**TASK**: Lines containing the word "collections" in the data below: say how many, with no other text.

**Records from a data collection**:
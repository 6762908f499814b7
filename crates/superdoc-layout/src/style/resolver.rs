//! Style resolution (spec §4.B): build and fold the property chain for a
//! paragraph or run.
//!
//! Chain order (low to high priority):
//!
//! ```text
//! docDefaults -> base style (basedOn, root-first) -> current style
//!             -> linked character style (runs only, when applicable)
//!             -> table-style conditional regions (wholeTable, then band, then corner)
//!             -> direct formatting
//! ```
//!
//! Every step just appends a layer to a `Vec` and folds it with
//! [`crate::style::cascade::combine_properties`] — there is no
//! run-vs-paragraph special-casing beyond which layers are collected, per
//! spec §4.B ("achieved purely by chain ordering plus the cascade rules
//! above, no special-case code").

use std::collections::HashSet;

use crate::style::cascade::combine_properties;
use crate::style::context::{
    ParagraphProperties, RunProperties, StyleContext, StyleDefinition, TableConditionalFormatting,
    TableRegion,
};
use crate::warnings::{Warning, WarningKind, WarningSite, WarningSink};

/// Walk a style's `basedOn` chain, root-first, stopping at a cycle or a
/// missing style id. Detected problems are recorded as degraded-resolution
/// warnings (spec §4.B, §7) rather than returned as an error; resolution
/// continues with whatever prefix of the chain was found.
pub(crate) fn ancestor_chain<'a>(
    styles: &'a std::collections::BTreeMap<String, StyleDefinition>,
    style_id: &str,
    warnings: &mut WarningSink,
) -> Vec<&'a StyleDefinition> {
    let mut visited: HashSet<&str> = HashSet::new();
    visited.insert(style_id);
    let mut ancestors = Vec::new();

    let mut cursor = styles.get(style_id).and_then(|s| s.based_on.as_deref());
    while let Some(parent_id) = cursor {
        if visited.contains(parent_id) {
            warnings.push(Warning::new(
                WarningKind::StyleResolutionDegraded {
                    reason: format!("cyclic basedOn chain revisits '{parent_id}'"),
                },
                WarningSite::Style(style_id.to_string()),
            ));
            break;
        }
        visited.insert(parent_id);
        match styles.get(parent_id) {
            Some(parent) => {
                ancestors.push(parent);
                cursor = parent.based_on.as_deref();
            }
            None => {
                warnings.push(Warning::new(
                    WarningKind::StyleResolutionDegraded {
                        reason: format!("basedOn references missing style '{parent_id}'"),
                    },
                    WarningSite::Style(style_id.to_string()),
                ));
                break;
            }
        }
    }
    ancestors.reverse();
    ancestors
}

/// Resolve a paragraph's properties.
///
/// `table_conditionals`, when the paragraph lives inside a table cell,
/// should already be ordered `wholeTable -> band -> corner` by the caller
/// (`crate::flow::table`); this function does not reorder them.
pub fn resolve_paragraph_properties(
    ctx: &StyleContext,
    style_id: Option<&str>,
    table_conditionals: &[TableConditionalFormatting],
    direct: &ParagraphProperties,
    warnings: &mut WarningSink,
) -> ParagraphProperties {
    let mut chain = vec![ctx.doc_defaults.paragraph.clone()];

    if let Some(id) = style_id {
        match ctx.styles.get(id) {
            Some(style) => {
                for ancestor in ancestor_chain(&ctx.styles, id, warnings) {
                    chain.push(ancestor.paragraph_properties.clone());
                }
                chain.push(style.paragraph_properties.clone());
            }
            None => warnings.push(Warning::new(
                WarningKind::StyleResolutionDegraded {
                    reason: format!("paragraph style '{id}' not found"),
                },
                WarningSite::Style(id.to_string()),
            )),
        }
    }

    for region in table_conditionals {
        chain.push(region.paragraph_properties.clone());
    }
    chain.push(direct.clone());

    combine_properties(&chain)
}

/// Resolve a run's properties.
///
/// `linked_character_style_id` is the paragraph style's `linked` character
/// style id (spec §4.B: "linked character style (if run style references
/// it)"), used only when the run itself has no explicit `run_style_id`.
/// When the run does specify its own style, inline formatting still always
/// wins for every key (spec S3 / invariant 2) purely because `direct` is
/// folded last.
pub fn resolve_run_properties(
    ctx: &StyleContext,
    run_style_id: Option<&str>,
    linked_character_style_id: Option<&str>,
    table_conditionals: &[TableConditionalFormatting],
    direct: &RunProperties,
    warnings: &mut WarningSink,
) -> RunProperties {
    let mut chain = vec![ctx.doc_defaults.run.clone()];

    let effective_style_id = run_style_id.or(linked_character_style_id);
    if let Some(id) = effective_style_id {
        match ctx.styles.get(id) {
            Some(style) => {
                for ancestor in ancestor_chain(&ctx.styles, id, warnings) {
                    chain.push(ancestor.run_properties.clone());
                }
                chain.push(style.run_properties.clone());
            }
            None => warnings.push(Warning::new(
                WarningKind::StyleResolutionDegraded {
                    reason: format!("character style '{id}' not found"),
                },
                WarningSite::Style(id.to_string()),
            )),
        }
    }

    for region in table_conditionals {
        chain.push(region.run_properties.clone());
    }
    chain.push(direct.clone());

    combine_properties(&chain)
}

/// Build the ordered conditional-region chain for a cell, given which
/// regions apply to it (spec §3, §9 open question: only the common case —
/// first-row/first-column corner precedence — is pinned; see `DESIGN.md`).
///
/// `regions` must already be in the priority order the caller wants
/// (lowest first); this just looks each one up and skips regions the style
/// doesn't define a conditional block for.
pub fn table_conditional_chain<'a>(
    style: &'a StyleDefinition,
    regions: &[TableRegion],
) -> Vec<TableConditionalFormatting> {
    regions
        .iter()
        .filter_map(|region| style.conditional.get(region).cloned())
        .collect()
}

/// Resolve a table's own properties: table style's `basedOn` chain, root
/// first, then direct formatting. Table styles carry no document-default
/// layer (spec §6.2 types this under `ooxml/types`'s table style, not
/// `docDefaults`).
pub fn resolve_table_properties(
    ctx: &StyleContext,
    table_style_id: Option<&str>,
    direct: &crate::style::context::TableProperties,
    warnings: &mut WarningSink,
) -> crate::style::context::TableProperties {
    let mut chain = Vec::new();
    if let Some(id) = table_style_id {
        match ctx.styles.get(id) {
            Some(style) => {
                for ancestor in ancestor_chain(&ctx.styles, id, warnings) {
                    chain.push(ancestor.table_properties.clone());
                }
                chain.push(style.table_properties.clone());
            }
            None => warnings.push(Warning::new(
                WarningKind::StyleResolutionDegraded {
                    reason: format!("table style '{id}' not found"),
                },
                WarningSite::Style(id.to_string()),
            )),
        }
    }
    chain.push(direct.clone());
    combine_properties(&chain)
}

/// Resolve a table row's properties.
pub fn resolve_table_row_properties(
    ctx: &StyleContext,
    table_style_id: Option<&str>,
    direct: &crate::style::context::TableRowProperties,
    warnings: &mut WarningSink,
) -> crate::style::context::TableRowProperties {
    let mut chain = Vec::new();
    if let Some(id) = table_style_id {
        if let Some(style) = ctx.styles.get(id) {
            for ancestor in ancestor_chain(&ctx.styles, id, warnings) {
                chain.push(ancestor.table_row_properties.clone());
            }
            chain.push(style.table_row_properties.clone());
        }
    }
    chain.push(direct.clone());
    combine_properties(&chain)
}

/// Resolve a table cell's properties, folding in whichever conditional
/// regions (§3, §9 open question) apply to it.
pub fn resolve_table_cell_properties(
    ctx: &StyleContext,
    table_style_id: Option<&str>,
    table_conditionals: &[TableConditionalFormatting],
    direct: &crate::style::context::TableCellProperties,
    warnings: &mut WarningSink,
) -> crate::style::context::TableCellProperties {
    let mut chain = Vec::new();
    if let Some(id) = table_style_id {
        if let Some(style) = ctx.styles.get(id) {
            for ancestor in ancestor_chain(&ctx.styles, id, warnings) {
                chain.push(ancestor.table_cell_properties.clone());
            }
            chain.push(style.table_cell_properties.clone());
        }
    }
    for region in table_conditionals {
        chain.push(region.table_cell_properties.clone());
    }
    chain.push(direct.clone());
    combine_properties(&chain)
}

#[cfg(test)]
mod tests {
    use super::*;
    use crate::style::context::*;
    use std::collections::BTreeMap;

    fn style(id: &str, based_on: Option<&str>) -> StyleDefinition {
        StyleDefinition {
            id: id.to_string(),
            style_type: StyleType::Paragraph,
            based_on: based_on.map(str::to_string),
            linked: None,
            run_properties: RunProperties::default(),
            paragraph_properties: ParagraphProperties::default(),
            table_properties: TableProperties::default(),
            table_row_properties: TableRowProperties::default(),
            table_cell_properties: TableCellProperties::default(),
            conditional: BTreeMap::new(),
        }
    }

    #[test]
    fn cyclic_based_on_is_broken_and_degrades_not_panics() {
        let mut styles = BTreeMap::new();
        styles.insert("A".to_string(), style("A", Some("B")));
        styles.insert("B".to_string(), style("B", Some("A")));
        let ctx = StyleContext {
            styles,
            ..Default::default()
        };
        let mut warnings = WarningSink::new();
        let _ = resolve_paragraph_properties(
            &ctx,
            Some("A"),
            &[],
            &ParagraphProperties::default(),
            &mut warnings,
        );
        assert!(!warnings.is_empty());
    }

    #[test]
    fn inline_run_property_beats_character_style_for_every_key() {
        let mut char_style = style("Hyperlink", None);
        char_style.style_type = StyleType::Character;
        char_style.run_properties.font_size_half_pt = Some(36); // 18pt
        let mut styles = BTreeMap::new();
        styles.insert("Hyperlink".to_string(), char_style);
        let ctx = StyleContext {
            styles,
            ..Default::default()
        };
        let direct = RunProperties {
            font_size_half_pt: Some(48), // 24pt
            bold: Some(true),
            ..Default::default()
        };
        let mut warnings = WarningSink::new();
        let resolved =
            resolve_run_properties(&ctx, Some("Hyperlink"), None, &[], &direct, &mut warnings);
        assert_eq!(resolved.font_size_half_pt, Some(48));
        assert_eq!(resolved.bold, Some(true));
    }
}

**YOUR RESPONSE**: 3